WHAT YOU NEED TO DO>
Among the records below, count the lines where "warn" occurs, and report that total alone.

Stored entries:
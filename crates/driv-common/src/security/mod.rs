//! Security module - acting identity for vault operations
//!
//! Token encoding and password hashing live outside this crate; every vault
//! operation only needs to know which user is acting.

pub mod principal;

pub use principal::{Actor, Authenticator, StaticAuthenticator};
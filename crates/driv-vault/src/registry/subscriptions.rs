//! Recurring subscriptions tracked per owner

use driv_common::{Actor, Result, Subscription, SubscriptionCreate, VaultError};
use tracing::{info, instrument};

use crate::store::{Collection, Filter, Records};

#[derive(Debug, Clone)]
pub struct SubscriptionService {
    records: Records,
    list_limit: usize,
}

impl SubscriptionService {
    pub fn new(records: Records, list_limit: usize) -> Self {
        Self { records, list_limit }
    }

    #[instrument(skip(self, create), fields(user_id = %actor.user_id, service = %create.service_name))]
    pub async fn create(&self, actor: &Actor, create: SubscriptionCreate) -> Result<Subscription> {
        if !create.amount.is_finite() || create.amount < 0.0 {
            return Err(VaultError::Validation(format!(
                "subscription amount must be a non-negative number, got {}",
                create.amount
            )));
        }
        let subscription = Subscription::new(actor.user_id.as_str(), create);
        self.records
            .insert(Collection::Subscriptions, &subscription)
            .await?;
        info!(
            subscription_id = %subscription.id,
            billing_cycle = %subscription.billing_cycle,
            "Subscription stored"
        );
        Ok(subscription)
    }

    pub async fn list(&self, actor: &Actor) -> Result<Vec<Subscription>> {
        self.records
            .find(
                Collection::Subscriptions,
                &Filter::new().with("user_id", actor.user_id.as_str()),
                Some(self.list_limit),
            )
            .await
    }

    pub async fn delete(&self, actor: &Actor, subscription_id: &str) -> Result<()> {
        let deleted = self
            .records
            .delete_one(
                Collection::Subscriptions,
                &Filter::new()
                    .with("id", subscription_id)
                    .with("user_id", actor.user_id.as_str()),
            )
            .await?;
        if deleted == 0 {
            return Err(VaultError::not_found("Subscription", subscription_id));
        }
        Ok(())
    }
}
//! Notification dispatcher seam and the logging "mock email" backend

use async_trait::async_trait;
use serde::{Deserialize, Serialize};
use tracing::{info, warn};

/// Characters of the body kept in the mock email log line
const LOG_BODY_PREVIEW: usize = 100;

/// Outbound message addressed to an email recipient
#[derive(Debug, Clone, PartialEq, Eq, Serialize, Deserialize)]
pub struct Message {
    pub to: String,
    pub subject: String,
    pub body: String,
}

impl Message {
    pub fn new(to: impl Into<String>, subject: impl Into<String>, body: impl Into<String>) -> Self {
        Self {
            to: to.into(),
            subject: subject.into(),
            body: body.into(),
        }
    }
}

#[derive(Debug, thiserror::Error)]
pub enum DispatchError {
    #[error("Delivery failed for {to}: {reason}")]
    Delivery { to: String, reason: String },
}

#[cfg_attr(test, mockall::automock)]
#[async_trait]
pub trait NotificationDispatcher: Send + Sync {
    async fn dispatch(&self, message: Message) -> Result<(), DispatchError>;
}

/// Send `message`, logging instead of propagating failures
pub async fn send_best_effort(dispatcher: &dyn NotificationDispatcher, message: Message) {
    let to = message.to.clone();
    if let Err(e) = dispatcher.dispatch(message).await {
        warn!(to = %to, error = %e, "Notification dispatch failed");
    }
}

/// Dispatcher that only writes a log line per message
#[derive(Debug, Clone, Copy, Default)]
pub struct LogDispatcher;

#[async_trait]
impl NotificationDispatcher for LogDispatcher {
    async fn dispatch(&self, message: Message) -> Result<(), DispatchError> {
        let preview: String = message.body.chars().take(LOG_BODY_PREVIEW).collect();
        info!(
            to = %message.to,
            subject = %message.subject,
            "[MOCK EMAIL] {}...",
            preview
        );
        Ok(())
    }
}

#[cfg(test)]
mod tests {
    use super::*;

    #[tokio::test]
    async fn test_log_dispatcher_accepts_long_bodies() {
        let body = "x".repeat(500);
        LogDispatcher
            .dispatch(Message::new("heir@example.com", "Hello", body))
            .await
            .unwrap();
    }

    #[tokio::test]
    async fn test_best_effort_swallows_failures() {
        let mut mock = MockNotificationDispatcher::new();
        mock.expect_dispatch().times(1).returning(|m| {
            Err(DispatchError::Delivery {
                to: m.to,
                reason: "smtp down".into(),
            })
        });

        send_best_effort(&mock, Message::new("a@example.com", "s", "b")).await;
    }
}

OUTPUT FOR THIS EXERCISE>
2